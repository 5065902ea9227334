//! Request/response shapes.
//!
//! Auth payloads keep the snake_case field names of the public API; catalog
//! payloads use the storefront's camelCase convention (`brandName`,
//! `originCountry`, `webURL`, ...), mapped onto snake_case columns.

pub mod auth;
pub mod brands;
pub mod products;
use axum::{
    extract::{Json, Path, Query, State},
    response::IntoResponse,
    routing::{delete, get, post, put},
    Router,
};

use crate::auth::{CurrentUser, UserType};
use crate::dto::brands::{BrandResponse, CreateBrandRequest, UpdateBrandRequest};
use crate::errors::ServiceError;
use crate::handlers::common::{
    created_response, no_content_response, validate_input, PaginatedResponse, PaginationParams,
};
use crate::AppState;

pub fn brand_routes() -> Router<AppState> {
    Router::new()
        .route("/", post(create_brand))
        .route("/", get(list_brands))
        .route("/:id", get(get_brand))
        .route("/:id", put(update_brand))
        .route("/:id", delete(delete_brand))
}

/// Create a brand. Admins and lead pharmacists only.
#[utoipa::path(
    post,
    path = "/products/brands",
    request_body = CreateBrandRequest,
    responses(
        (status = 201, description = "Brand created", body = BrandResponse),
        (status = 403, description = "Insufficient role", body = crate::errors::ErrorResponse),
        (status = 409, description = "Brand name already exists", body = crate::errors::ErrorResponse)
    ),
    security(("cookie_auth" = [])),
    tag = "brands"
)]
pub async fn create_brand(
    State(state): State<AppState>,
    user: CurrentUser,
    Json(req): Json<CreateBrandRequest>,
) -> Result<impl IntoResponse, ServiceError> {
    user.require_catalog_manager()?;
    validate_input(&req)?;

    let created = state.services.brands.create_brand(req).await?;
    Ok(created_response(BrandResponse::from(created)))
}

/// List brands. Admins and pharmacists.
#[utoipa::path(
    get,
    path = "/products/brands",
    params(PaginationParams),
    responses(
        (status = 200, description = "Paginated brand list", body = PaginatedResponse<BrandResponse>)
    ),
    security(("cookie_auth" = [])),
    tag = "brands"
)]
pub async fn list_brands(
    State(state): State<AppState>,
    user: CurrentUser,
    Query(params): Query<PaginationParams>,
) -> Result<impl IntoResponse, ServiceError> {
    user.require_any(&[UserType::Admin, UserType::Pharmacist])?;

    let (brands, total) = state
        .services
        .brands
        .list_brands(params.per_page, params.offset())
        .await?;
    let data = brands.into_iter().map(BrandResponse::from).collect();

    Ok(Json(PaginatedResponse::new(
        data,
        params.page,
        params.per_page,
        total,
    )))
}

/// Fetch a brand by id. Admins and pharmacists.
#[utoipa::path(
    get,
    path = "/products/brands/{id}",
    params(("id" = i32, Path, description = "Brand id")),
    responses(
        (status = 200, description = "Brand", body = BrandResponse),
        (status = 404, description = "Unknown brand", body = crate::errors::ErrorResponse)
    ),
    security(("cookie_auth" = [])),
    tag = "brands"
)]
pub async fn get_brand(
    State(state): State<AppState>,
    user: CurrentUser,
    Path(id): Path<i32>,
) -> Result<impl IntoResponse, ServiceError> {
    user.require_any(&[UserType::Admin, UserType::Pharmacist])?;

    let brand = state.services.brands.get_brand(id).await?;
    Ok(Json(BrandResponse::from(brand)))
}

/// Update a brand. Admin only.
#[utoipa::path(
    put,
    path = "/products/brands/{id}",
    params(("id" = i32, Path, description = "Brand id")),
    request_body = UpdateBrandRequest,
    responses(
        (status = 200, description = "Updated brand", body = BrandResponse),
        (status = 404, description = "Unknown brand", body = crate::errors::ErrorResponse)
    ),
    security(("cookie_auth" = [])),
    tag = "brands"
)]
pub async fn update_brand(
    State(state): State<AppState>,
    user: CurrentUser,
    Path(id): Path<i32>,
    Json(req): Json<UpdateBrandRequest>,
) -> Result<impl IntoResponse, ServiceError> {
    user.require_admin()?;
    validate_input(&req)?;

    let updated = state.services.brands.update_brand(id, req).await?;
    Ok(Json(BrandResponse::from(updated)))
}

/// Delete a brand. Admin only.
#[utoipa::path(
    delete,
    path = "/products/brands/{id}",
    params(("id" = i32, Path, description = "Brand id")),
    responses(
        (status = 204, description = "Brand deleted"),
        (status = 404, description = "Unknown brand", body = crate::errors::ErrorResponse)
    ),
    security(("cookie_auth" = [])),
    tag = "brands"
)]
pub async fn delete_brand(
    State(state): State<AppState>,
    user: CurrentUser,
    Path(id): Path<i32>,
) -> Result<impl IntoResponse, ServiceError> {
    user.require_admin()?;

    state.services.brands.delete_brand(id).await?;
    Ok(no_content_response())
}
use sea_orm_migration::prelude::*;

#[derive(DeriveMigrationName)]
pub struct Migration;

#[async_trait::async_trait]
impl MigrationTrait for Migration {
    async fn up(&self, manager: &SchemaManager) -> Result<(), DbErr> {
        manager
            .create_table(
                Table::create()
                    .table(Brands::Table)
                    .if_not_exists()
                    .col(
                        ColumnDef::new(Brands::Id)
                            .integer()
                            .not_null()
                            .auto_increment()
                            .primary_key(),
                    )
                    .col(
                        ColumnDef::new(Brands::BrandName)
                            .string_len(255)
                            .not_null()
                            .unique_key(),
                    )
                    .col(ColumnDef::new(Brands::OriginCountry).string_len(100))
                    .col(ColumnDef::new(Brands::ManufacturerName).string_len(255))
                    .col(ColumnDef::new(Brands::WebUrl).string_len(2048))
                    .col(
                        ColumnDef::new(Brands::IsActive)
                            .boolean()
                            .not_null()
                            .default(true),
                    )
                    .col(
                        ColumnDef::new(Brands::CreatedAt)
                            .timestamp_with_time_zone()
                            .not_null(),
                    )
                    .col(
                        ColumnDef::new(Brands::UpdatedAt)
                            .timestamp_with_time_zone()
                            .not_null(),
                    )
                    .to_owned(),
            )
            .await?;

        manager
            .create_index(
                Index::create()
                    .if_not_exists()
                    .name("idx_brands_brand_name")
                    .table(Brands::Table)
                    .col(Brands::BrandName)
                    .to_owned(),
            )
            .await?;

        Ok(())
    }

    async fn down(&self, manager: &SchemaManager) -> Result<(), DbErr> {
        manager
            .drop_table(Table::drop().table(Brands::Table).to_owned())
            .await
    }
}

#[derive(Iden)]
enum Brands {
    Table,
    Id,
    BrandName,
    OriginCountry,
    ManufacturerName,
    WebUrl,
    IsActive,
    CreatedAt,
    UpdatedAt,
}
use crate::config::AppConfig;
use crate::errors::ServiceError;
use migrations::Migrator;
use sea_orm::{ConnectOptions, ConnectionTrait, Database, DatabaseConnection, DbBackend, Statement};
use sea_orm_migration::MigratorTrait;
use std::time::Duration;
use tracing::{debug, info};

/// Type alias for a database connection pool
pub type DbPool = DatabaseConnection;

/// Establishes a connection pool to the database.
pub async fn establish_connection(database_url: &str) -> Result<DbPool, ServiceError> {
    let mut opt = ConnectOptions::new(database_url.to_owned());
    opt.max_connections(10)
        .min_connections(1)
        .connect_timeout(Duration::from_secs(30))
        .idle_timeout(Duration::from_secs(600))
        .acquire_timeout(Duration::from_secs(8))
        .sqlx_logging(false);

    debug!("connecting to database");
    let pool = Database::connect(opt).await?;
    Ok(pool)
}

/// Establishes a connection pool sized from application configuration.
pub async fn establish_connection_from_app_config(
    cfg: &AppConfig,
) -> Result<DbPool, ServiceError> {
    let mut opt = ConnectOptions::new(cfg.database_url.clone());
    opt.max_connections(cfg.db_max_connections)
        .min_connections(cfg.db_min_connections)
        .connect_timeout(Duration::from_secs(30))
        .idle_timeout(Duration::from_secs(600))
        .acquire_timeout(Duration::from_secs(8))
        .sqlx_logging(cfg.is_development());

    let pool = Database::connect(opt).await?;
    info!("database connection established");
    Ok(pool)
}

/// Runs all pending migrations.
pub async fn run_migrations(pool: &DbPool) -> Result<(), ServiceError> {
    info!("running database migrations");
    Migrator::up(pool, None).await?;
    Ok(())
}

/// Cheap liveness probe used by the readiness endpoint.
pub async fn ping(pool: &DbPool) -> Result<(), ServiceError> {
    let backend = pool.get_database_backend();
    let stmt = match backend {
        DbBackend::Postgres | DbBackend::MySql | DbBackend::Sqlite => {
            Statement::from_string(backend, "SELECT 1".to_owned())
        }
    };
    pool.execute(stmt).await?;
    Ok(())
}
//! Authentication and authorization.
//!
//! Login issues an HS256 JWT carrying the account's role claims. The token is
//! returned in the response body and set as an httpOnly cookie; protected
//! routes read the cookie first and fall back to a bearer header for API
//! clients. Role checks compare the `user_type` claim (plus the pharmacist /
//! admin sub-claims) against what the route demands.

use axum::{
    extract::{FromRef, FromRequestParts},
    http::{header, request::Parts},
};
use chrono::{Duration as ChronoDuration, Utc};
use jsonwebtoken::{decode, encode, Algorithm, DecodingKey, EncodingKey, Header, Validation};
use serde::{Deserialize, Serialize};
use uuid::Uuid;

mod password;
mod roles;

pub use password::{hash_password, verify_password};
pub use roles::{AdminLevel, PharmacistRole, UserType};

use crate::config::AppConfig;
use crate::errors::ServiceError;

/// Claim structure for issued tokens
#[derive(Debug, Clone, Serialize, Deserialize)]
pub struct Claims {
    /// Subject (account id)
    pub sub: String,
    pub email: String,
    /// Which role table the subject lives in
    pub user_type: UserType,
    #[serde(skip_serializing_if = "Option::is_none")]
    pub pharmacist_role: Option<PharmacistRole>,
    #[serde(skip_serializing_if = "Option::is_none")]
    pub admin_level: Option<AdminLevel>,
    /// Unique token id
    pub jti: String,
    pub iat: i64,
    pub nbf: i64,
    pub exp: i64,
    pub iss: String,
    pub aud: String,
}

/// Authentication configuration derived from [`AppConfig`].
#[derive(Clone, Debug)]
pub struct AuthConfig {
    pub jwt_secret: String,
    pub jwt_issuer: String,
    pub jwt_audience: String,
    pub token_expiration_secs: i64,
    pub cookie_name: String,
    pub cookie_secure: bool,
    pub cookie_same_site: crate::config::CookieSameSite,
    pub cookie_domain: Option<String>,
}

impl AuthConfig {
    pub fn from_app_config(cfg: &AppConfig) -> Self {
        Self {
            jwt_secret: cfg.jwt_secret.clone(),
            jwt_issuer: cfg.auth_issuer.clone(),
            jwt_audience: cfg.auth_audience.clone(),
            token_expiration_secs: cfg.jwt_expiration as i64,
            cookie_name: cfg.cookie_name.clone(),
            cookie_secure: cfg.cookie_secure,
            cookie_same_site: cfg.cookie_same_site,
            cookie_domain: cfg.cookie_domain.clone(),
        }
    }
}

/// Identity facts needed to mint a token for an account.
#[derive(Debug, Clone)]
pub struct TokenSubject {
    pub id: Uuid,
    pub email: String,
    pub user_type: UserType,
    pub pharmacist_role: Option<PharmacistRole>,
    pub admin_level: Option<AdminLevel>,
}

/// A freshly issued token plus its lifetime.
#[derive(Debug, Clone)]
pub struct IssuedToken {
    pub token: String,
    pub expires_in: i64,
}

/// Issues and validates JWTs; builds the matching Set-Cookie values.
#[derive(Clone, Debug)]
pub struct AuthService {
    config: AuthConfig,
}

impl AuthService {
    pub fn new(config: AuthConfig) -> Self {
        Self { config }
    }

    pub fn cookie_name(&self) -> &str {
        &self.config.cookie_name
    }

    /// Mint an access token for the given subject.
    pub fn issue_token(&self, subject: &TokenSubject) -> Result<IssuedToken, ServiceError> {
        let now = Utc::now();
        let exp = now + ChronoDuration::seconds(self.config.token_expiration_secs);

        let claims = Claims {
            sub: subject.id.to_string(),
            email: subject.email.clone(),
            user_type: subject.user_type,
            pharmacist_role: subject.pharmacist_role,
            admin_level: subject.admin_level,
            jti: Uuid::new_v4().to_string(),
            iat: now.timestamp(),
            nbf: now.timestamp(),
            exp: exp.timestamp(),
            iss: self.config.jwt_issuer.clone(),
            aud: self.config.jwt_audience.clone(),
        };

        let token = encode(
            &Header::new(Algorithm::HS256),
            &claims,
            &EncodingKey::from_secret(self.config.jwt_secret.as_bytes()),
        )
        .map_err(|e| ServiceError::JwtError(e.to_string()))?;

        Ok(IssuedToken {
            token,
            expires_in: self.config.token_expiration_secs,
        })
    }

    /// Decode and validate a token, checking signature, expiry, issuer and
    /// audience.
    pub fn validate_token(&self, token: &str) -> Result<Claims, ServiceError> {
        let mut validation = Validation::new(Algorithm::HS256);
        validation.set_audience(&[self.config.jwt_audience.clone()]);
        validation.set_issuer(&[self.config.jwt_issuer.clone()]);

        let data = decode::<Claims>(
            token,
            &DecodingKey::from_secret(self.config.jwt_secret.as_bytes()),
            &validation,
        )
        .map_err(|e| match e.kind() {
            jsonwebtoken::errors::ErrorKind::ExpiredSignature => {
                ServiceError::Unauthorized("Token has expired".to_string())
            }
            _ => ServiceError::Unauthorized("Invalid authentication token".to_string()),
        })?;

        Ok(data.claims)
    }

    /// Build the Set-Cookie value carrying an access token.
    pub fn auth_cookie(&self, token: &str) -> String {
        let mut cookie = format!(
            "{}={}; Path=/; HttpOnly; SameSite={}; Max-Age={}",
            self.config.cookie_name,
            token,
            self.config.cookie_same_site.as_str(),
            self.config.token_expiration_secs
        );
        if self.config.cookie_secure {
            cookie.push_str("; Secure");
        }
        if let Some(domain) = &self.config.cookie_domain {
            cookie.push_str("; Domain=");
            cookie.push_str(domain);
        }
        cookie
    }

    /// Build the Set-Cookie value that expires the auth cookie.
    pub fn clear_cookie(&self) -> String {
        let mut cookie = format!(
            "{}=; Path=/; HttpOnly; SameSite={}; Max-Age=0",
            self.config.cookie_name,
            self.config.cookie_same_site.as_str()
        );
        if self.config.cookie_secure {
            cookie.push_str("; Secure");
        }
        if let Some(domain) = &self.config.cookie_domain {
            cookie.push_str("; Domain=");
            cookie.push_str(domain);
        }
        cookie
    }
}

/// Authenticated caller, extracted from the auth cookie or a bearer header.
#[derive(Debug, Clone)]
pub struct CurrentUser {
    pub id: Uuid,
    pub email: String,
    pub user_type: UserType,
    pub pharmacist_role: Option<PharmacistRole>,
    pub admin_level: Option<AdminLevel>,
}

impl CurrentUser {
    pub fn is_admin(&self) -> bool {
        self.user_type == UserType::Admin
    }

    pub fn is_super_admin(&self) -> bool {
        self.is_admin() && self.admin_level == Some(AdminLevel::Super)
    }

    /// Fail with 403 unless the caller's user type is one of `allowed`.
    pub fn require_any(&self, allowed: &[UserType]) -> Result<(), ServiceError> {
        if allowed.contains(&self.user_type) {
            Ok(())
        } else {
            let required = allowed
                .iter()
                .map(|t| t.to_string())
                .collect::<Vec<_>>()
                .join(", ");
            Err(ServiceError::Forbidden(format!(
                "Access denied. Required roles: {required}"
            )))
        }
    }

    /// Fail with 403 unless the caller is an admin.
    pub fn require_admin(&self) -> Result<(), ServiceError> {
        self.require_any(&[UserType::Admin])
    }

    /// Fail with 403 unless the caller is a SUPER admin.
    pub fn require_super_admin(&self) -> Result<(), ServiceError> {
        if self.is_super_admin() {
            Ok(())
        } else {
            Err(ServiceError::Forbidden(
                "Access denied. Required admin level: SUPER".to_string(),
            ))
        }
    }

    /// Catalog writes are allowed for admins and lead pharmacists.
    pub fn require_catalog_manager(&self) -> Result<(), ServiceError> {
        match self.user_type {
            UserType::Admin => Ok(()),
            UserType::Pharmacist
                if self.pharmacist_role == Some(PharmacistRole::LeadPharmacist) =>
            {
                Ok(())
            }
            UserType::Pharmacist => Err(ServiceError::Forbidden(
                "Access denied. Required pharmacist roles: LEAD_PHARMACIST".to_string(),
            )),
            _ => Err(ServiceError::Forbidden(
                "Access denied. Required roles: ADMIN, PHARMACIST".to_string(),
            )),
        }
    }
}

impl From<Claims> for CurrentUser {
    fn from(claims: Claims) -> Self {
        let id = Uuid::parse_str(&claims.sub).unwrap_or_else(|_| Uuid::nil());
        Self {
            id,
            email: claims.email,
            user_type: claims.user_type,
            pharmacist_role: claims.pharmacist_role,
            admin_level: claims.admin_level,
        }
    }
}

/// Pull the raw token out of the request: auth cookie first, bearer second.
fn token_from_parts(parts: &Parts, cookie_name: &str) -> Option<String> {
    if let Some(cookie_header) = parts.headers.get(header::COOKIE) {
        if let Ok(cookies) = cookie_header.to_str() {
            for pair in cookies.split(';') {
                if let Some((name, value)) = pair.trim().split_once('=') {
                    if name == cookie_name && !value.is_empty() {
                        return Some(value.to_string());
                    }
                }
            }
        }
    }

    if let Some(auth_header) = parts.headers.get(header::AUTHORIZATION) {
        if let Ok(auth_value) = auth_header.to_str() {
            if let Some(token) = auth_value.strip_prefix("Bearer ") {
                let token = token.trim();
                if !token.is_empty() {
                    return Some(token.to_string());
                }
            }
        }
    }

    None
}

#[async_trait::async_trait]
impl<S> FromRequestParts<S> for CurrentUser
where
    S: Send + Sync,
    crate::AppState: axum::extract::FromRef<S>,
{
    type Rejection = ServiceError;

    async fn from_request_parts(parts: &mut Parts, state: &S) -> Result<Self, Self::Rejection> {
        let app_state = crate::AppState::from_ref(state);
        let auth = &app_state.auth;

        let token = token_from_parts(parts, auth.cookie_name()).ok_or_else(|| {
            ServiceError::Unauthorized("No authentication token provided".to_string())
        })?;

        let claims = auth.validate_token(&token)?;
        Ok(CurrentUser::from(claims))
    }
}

********************

§ **WORK ITEM**
If a line in the material holds "ColumnDef", copy it.

§ **WRITTEN ANSWER**
                        ColumnDef::new(Brands::Id)
                        ColumnDef::new(Brands::BrandName)
                    .col(ColumnDef::new(Brands::OriginCountry).string_len(100))
                    .col(ColumnDef::new(Brands::ManufacturerName).string_len(255))
                    .col(ColumnDef::new(Brands::WebUrl).string_len(2048))
                        ColumnDef::new(Brands::IsActive)
                        ColumnDef::new(Brands::CreatedAt)
                        ColumnDef::new(Brands::UpdatedAt)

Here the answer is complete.